(2020-7-9更新)

2019年4月から、労働条件の明示がメールやFAX、SNSなどの電子情報できるようになったのをご存じですか?

「労働条件通知がメール解禁したら手間が省ける」

「メール到着確認はすべき?」

メール解禁がされても、一方的に送り付けて義務を果たしたという訳にはいきません。

正しい方法で行うことで、採用担当者の負担軽減になるなら導入してみたいですね。

今回は、労働条件通知書の電磁的方法による交付方法と注意点を解説します。

労働条件通知書とは

労働条件通知書

企業が内定者に対して交付する、労働条件が記載された書類のことで、労働基準法では労働契約の締結時に明示することが義務付けられています。

労働条件通知書は内定者に交付されるもので、次の書類とセットで渡されることが多いです。

  • 内定通知書(採用通知書)
  • 内定承諾書(入社承諾書)

雇用契約書との違いは?

労働条件通知書と似ている「雇用契約書」とはどう違うのでしょうか?

  • 労働条件通知書:会社から労働者に対する(一方的な)労働条件の通知
  • 雇用契約書:労働者を雇用する時に交わす契約書で、双方が記名(署名)するもの

ただし、記名欄がある他は記載項目が被っているので、「労働条件通知書兼雇用契約書」などと1つにまとめて交付することも可能です。

法律上明示しなければならない内容は?

労働条件の明示内容

就職、転職どちらの場合でも、労働(雇用)契約締結時までに通知する内容が定められており、特に、次の内容は書面か電子的方法で通知しなければなりません。

  • 契約期間
  • 就業の場所
  • 業務の内容
  • 勤務時間、残業・交代制勤務有無
  • 休日、休暇
  • 賃金
  • 退職に関する事項

なお、内定後の労働条件通知書の確認方法は以下関連記事で解説しています。

【関連記事】

内定したら確認する内容は?労働条件通知書の確認方法を解説

労働条件の電子的通知とはどんな制度?

労働基準法施行規則が改正され、2019年4月からは、書面での通知に加えてメール、FAX、SNSでの通知が可能になりました。
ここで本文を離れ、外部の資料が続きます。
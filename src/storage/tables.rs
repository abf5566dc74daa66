use std::collections::{BTreeMap, HashMap};
use std::path::Path;

use indexmap::IndexMap;
use serde::{Deserialize, Serialize};
use serde_json::Value;

use crate::error::Result;
use crate::storage::json::read_json_file;

#[derive(Debug, Clone, Default, PartialEq, Serialize, Deserialize)]
pub struct Channel {
    pub id: String,
    pub name: String,
    #[serde(default)]
    pub created: i64,
    #[serde(default)]
    pub creator: String,
    #[serde(default)]
    pub is_archived: bool,
    #[serde(default)]
    pub is_general: bool,
    #[serde(default)]
    pub members: Vec<String>,
    #[serde(default)]
    pub topic: ChannelText,
    #[serde(default)]
    pub purpose: ChannelText,
    #[serde(flatten)]
    pub extra: BTreeMap<String, Value>,
}

/// Topic or purpose of a channel.
#[derive(Debug, Clone, Default, PartialEq, Serialize, Deserialize)]
pub struct ChannelText {
    #[serde(default)]
    pub value: String,
    #[serde(default)]
    pub creator: String,
    #[serde(default)]
    pub last_set: i64,
}

/// Whitelisted channels sorted by name, addressable by id.
#[derive(Debug, Clone, Default)]
pub struct ChannelTable {
    channels: IndexMap<String, Channel>,
}

impl ChannelTable {
    pub fn load(path: &Path, whitelist: &[String]) -> Result<Self> {
        let channels: Vec<Channel> = read_json_file(path)?;
        Ok(Self::from_channels(channels, whitelist))
    }

    pub fn from_channels(channels: Vec<Channel>, whitelist: &[String]) -> Self {
        let mut channels = filter_channels(channels, whitelist);
        channels.sort_by(|a, b| a.name.cmp(&b.name));
        Self {
            channels: channels.into_iter().map(|c| (c.id.clone(), c)).collect(),
        }
    }

    pub fn get(&self, id: &str) -> Option<&Channel> {
        self.channels.get(id)
    }

    pub fn iter(&self) -> impl Iterator<Item = &Channel> {
        self.channels.values()
    }

    pub fn len(&self) -> usize {
        self.channels.len()
    }

    pub fn is_empty(&self) -> bool {
        self.channels.is_empty()
    }
}

/// Keeps channels whose name is whitelisted. `"*"` keeps everything and an
/// empty whitelist keeps nothing.
pub fn filter_channels(channels: Vec<Channel>, whitelist: &[String]) -> Vec<Channel> {
    if whitelist.iter().any(|name| name == "*") {
        return channels;
    }
    channels
        .into_iter()
        .filter(|c| whitelist.contains(&c.name))
        .collect()
}

#[derive(Debug, Clone, Default, PartialEq, Serialize, Deserialize)]
pub struct User {
    pub id: String,
    #[serde(default)]
    pub name: String,
    #[serde(default)]
    pub real_name: String,
    #[serde(default)]
    pub deleted: bool,
    #[serde(default)]
    pub is_bot: bool,
    #[serde(default)]
    pub profile: UserProfile,
    #[serde(flatten)]
    pub extra: BTreeMap<String, Value>,
}

#[derive(Debug, Clone, Default, PartialEq, Serialize, Deserialize)]
pub struct UserProfile {
    #[serde(default)]
    pub real_name: String,
    #[serde(default)]
    pub display_name: String,
    #[serde(default)]
    pub bot_id: String,
    #[serde(default)]
    pub image_48: String,
    #[serde(flatten)]
    pub extra: BTreeMap<String, Value>,
}

#[derive(Debug, Clone, Default)]
pub struct UserTable {
    users: Vec<User>,
    // user id and bot id -> position in `users`
    index: HashMap<String, usize>,
}

impl UserTable {
    pub fn load(path: &Path) -> Result<Self> {
        let users: Vec<User> = read_json_file(path)?;
        Ok(Self::from_users(users))
    }

    pub fn from_users(users: Vec<User>) -> Self {
        let mut index = HashMap::with_capacity(users.len());
        for (i, user) in users.iter().enumerate() {
            index.insert(user.id.clone(), i);
            if !user.profile.bot_id.is_empty() {
                index.insert(user.profile.bot_id.clone(), i);
            }
        }
        Self { users, index }
    }

    pub fn get(&self, id: &str) -> Option<&User> {
        self.index.get(id).and_then(|&i| self.users.get(i))
    }

    /// Profile real name, then display name, else empty.
    pub fn display_name(&self, id: &str) -> String {
        let Some(user) = self.get(id) else {
            return String::new();
        };
        if !user.profile.real_name.is_empty() {
            user.profile.real_name.clone()
        } else {
            user.profile.display_name.clone()
        }
    }

    pub fn display_name_map(&self) -> HashMap<String, String> {
        self.index
            .keys()
            .map(|id| (id.clone(), self.display_name(id)))
            .collect()
    }

    pub fn iter(&self) -> impl Iterator<Item = &User> {
        self.users.iter()
    }
}

/// Custom emoji name to image URL (or `alias:` target).
#[derive(Debug, Clone, Default)]
pub struct EmojiTable {
    urls: HashMap<String, String>,
}

impl EmojiTable {
    /// A missing file, or a directory at `path`, yields an empty table.
    pub fn load(path: &Path) -> Result<Self> {
        if !path.is_file() {
            tracing::debug!(path = %path.display(), "emoji table not found, continuing without");
            return Ok(Self::default());
        }
        let urls: HashMap<String, String> = read_json_file(path)?;
        Ok(Self { urls })
    }

    pub fn url(&self, name: &str) -> Option<&str> {
        self.urls.get(name).map(String::as_str)
    }

    pub fn urls(&self) -> &HashMap<String, String> {
        &self.urls
    }
}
ただし、一方的にメールを送り付けて「通知義務は果たした」という訳にはいかず、電子的な交付には次の条件を満たす必要があります。

  • 労働者が希望した場合
  • 出⼒して書面を作成できるもの
  • 労働者に直接送信すること

労働者が希望した場合

通知書の電子的な交付は、労働者が希望した場合に可能な手段であるので、「全員一律」にメールなどでの通知とすることはできません。
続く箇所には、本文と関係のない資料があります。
use std::fmt;
use std::str::FromStr;

use serde::{Deserialize, Serialize};

use scrub_dom::{Document, NodeId};

use crate::error::ConfigError;
use crate::policy::Policy;
use crate::sanitizer::Disposition;

/// Order in which the policy sees a node relative to its children.
#[derive(Clone, Copy, Debug, Default, PartialEq, Eq, Hash, Serialize, Deserialize)]
#[serde(rename_all = "snake_case")]
pub enum Direction {
    /// Parents first. A rejected node is not descended into.
    #[default]
    TopDown,
    /// Children first.
    BottomUp,
}

impl FromStr for Direction {
    type Err = ConfigError;

    fn from_str(s: &str) -> Result<Self, Self::Err> {
        match s {
            "top_down" | "top-down" => Ok(Direction::TopDown),
            "bottom_up" | "bottom-up" => Ok(Direction::BottomUp),
            _ => Err(ConfigError::InvalidDirection(s.to_string())),
        }
    }
}

impl fmt::Display for Direction {
    fn fmt(&self, f: &mut fmt::Formatter<'_>) -> fmt::Result {
        f.write_str(match self {
            Direction::TopDown => "top_down",
            Direction::BottomUp => "bottom_up",
        })
    }
}

enum Step {
    Enter(NodeId, Option<NodeId>),
    Exit(NodeId, Option<NodeId>),
}

/// Whether a queued node is still where it was when it got queued.
fn in_place(doc: &Document, node: NodeId, parent: Option<NodeId>) -> bool {
    parent.map_or(true, |parent| doc.parent(node) == Some(parent))
}

fn push_children(doc: &Document, node: NodeId, stack: &mut Vec<Step>) {
    stack.extend(
        doc.children(node)
            .iter()
            .rev()
            .map(|&child| Step::Enter(child, Some(node))),
    );
}

/// Applies `policy` to `root` and its descendants depth first, left to right.
///
/// Children are read after the policy saw their parent (top-down) and nodes
/// a policy moved away in the meantime are skipped. The walk uses an explicit
/// stack, so deep trees cannot exhaust the call stack. Returns the number of
/// policy invocations.
pub fn traverse<P: Policy + ?Sized>(
    doc: &mut Document,
    root: NodeId,
    policy: &mut P,
    direction: Direction,
) -> usize {
    log::debug!("traversing {:?} {}", root, direction);
    let mut visits = 0;
    let mut stack = vec![Step::Enter(root, None)];
    while let Some(step) = stack.pop() {
        match step {
            Step::Enter(node, parent) => {
                if !in_place(doc, node, parent) {
                    continue;
                }
                match direction {
                    Direction::TopDown => {
                        visits += 1;
                        if policy.apply(doc, node) == Disposition::Allow {
                            push_children(doc, node, &mut stack);
                        }
                    }
                    Direction::BottomUp => {
                        stack.push(Step::Exit(node, parent));
                        push_children(doc, node, &mut stack);
                    }
                }
            }
            Step::Exit(node, parent) => {
                if in_place(doc, node, parent) {
                    visits += 1;
                    policy.apply(doc, node);
                }
            }
        }
    }
    visits
}

#[cfg(test)]
mod tests {
    use assert_matches::assert_matches;
    use scrub_dom::{Element, NodeKind};

    use super::*;
    use crate::policy::policy_fn;

    fn sample() -> (Document, NodeId) {
        // <div>a<p>b<em>c</em></p><!--d--></div>
        let mut doc = Document::new();
        let div = doc.create_element(Element::new("div"));
        let a = doc.create_text("a");
        let p = doc.create_element(Element::new("p"));
        let b = doc.create_text("b");
        let em = doc.create_element(Element::new("em"));
        let c = doc.create_text("c");
        let d = doc.create_comment("d");
        let root = doc.root();
        doc.append_child(root, div);
        doc.append_child(div, a);
        doc.append_child(div, p);
        doc.append_child(p, b);
        doc.append_child(p, em);
        doc.append_child(em, c);
        doc.append_child(div, d);
        (doc, div)
    }

    fn label(doc: &Document, node: NodeId) -> String {
        match doc.kind(node) {
            NodeKind::Element(element) => element.name().to_string(),
            NodeKind::Text(text) => text.clone(),
            NodeKind::Comment(text) => format!("#{}", text),
            _ => "?".to_string(),
        }
    }

    fn order(direction: Direction) -> Vec<String> {
        let (mut doc, div) = sample();
        let mut seen = vec![];
        traverse(
            &mut doc,
            div,
            &mut policy_fn(|doc: &mut Document, node| {
                seen.push(label(doc, node));
                None
            }),
            direction,
        );
        seen
    }

    mod direction {
        use super::*;

        #[test]
        fn parse() {
            assert_eq!(Direction::TopDown, "top_down".parse().unwrap());
            assert_eq!(Direction::TopDown, "top-down".parse().unwrap());
            assert_eq!(Direction::BottomUp, "bottom_up".parse().unwrap());
            assert_eq!(Direction::BottomUp, "bottom-up".parse().unwrap());
        }

        #[test]
        fn invalid() {
            assert_matches!(
                "sideways".parse::<Direction>(),
                Err(ConfigError::InvalidDirection(name)) if name == "sideways"
            );
            assert!("TOP_DOWN".parse::<Direction>().is_err());
        }

        #[test]
        fn display_roundtrip() {
            for direction in [Direction::TopDown, Direction::BottomUp] {
                assert_eq!(direction, direction.to_string().parse().unwrap());
            }
        }
    }

    #[test]
    fn top_down_order() {
        assert_eq!(vec!["div", "a", "p", "b", "em", "c", "#d"], order(Direction::TopDown));
    }

    #[test]
    fn bottom_up_order() {
        assert_eq!(vec!["a", "b", "c", "em", "p", "#d", "div"], order(Direction::BottomUp));
    }

    #[test]
    fn same_count_in_both_directions() {
        let (mut doc, div) = sample();
        let mut allow = policy_fn(|_: &mut Document, _| Some(Disposition::Allow));
        let top_down = traverse(&mut doc, div, &mut allow, Direction::TopDown);
        let bottom_up = traverse(&mut doc, div, &mut allow, Direction::BottomUp);
        assert_eq!(7, top_down);
        assert_eq!(top_down, bottom_up);
    }

    #[test]
    fn reject_stops_descent() {
        let (mut doc, div) = sample();
        let mut reject = policy_fn(|_: &mut Document, _| Some(Disposition::Reject));
        assert_eq!(1, traverse(&mut doc, div, &mut reject, Direction::TopDown));
        assert_eq!(7, traverse(&mut doc, div, &mut reject, Direction::BottomUp));
    }

    #[test]
    fn reject_skips_only_that_subtree() {
        let (mut doc, div) = sample();
        let mut seen = vec![];
        traverse(
            &mut doc,
            div,
            &mut policy_fn(|doc: &mut Document, node| {
                seen.push(label(doc, node));
                (label(doc, node) == "p").then_some(Disposition::Reject)
            }),
            Direction::TopDown,
        );
        assert_eq!(vec!["div", "a", "p", "#d"], seen);
    }

    #[test]
    fn detached_siblings_are_skipped() {
        let (mut doc, div) = sample();
        let mut seen = vec![];
        traverse(
            &mut doc,
            div,
            &mut policy_fn(|doc: &mut Document, node| {
                seen.push(label(doc, node));
                if label(doc, node) == "a" {
                    // drop every later sibling
                    let siblings = doc.children(div).to_vec();
                    for sibling in siblings.into_iter().skip(1) {
                        doc.remove(sibling);
                    }
                }
                None
            }),
            Direction::TopDown,
        );
        assert_eq!(vec!["div", "a"], seen);
    }

    #[test]
    fn deep_tree() {
        let mut doc = Document::new();
        let mut parent = doc.root();
        for _ in 0..100_000 {
            let child = doc.create_element(Element::new("div"));
            doc.append_child(parent, child);
            parent = child;
        }
        let root = doc.root();
        let mut allow = policy_fn(|_: &mut Document, _| None);
        assert_eq!(100_001, traverse(&mut doc, root, &mut allow, Direction::TopDown));
        assert_eq!(100_001, traverse(&mut doc, root, &mut allow, Direction::BottomUp));
    }
}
例えば、家にプリンターがない人は、印刷手段がないので従来の郵送を希望するかもしれません。

「社印の押してある原本が欲しい」

大切な内定通知書だから、就職記念に原本を保管したい人も多いと思います。

(下に続く)

出⼒して書面を作成できるもの

例えば、出力や印刷機能が全くないSNSサービスで送信しても、書面で保管することができないのでもらっても困ってしまいます。
ただし、本人の事情によらず、一般的に次のサービスで送れば出⼒して書面を作成できると認められます。

  • FAX
  • Eメールや、Yahoo!メール、Gmail等のWebメールサービス
  • LINEやメッセンジャー等のSNSメッセージ機能

労働者に直接送信すること

労働者が管理しているホームページやブログへの書き込みによる通知は認められませんので、直接上記のサービスで送信するようにしましょう。

注意事項

トラブルを未然に防ぐために、メールなどで交付する際に、次の3つを考慮するようにしましょう。

  • 労働者が電子での交付を希望したことの記録を残す
  • 到着確認をする
  • メール本文ではなく添付ファイルを送る

労働者が本当に電子での交付を希望したかを、面接時などに確認しておくことで後々のトラブルが未然に防ぐことができます。
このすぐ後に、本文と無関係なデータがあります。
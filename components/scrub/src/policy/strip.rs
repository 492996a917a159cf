use scrub_dom::{Document, NodeId};

use crate::policy::{parent_of_rejected, Policy};
use crate::sanitizer::{Disposition, Sanitizer};

/// Removes rejected elements but keeps their content in place.
///
/// Content moved up out of a rejected element is checked again right away,
/// as are the element children of allowed nodes.
pub struct Strip<'s> {
    sanitizer: &'s Sanitizer,
}

impl<'s> Strip<'s> {
    pub fn new(sanitizer: &'s Sanitizer) -> Self {
        Self { sanitizer }
    }

    /// Moves the children of `node` before it and drops `node`. Returns the
    /// moved children.
    fn unwrap(doc: &mut Document, node: NodeId) -> Option<Vec<NodeId>> {
        parent_of_rejected(doc, node)?;
        let children = doc.children(node).to_vec();
        for &child in &children {
            doc.insert_before(child, node);
        }
        doc.remove(node);
        Some(children)
    }
}

impl Policy for Strip<'_> {
    fn apply(&mut self, doc: &mut Document, node: NodeId) -> Disposition {
        let mut disposition = Disposition::Allow;
        let mut pending = vec![node];
        while let Some(current) = pending.pop() {
            let next: Vec<NodeId> = match self.sanitizer.evaluate(doc, current) {
                Disposition::Allow => doc
                    .children(current)
                    .iter()
                    .copied()
                    .filter(|&child| doc.kind(child).is_element())
                    .collect(),
                Disposition::Reject => {
                    if current == node {
                        disposition = Disposition::Reject;
                    }
                    match Self::unwrap(doc, current) {
                        Some(children) => children,
                        None => continue,
                    }
                }
            };
            pending.extend(next.into_iter().rev());
        }
        disposition
    }
}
また、電子で送信しても、労働者側の「受信設定」で拒否されてしまうこともあるので、送信後に個別に連絡して到着したことの確認を取ることが望ましいです。

出典:厚生労働省「労働契約締結時の労働条件の明示~労働基準法施行規則が改正されました~

(下に続く)

まとめ

いかがでしたでしょうか。

労働条件通知書の電子交付化によって、内定者に対する素早い労働条件の通知ができるようになったので、

  • 郵送の手間削減
  • (迅速な交付による)内定辞退者減

などの効果が期待できますが、家にプリンターが無いなどの理由で、従来通り書面での交付希望者も数多くいると思われますので、大量に採用する場合は、

この人はメール、あの人は書面

などと、逆に採用担当者が混乱してしまうことも考えらることも課題です。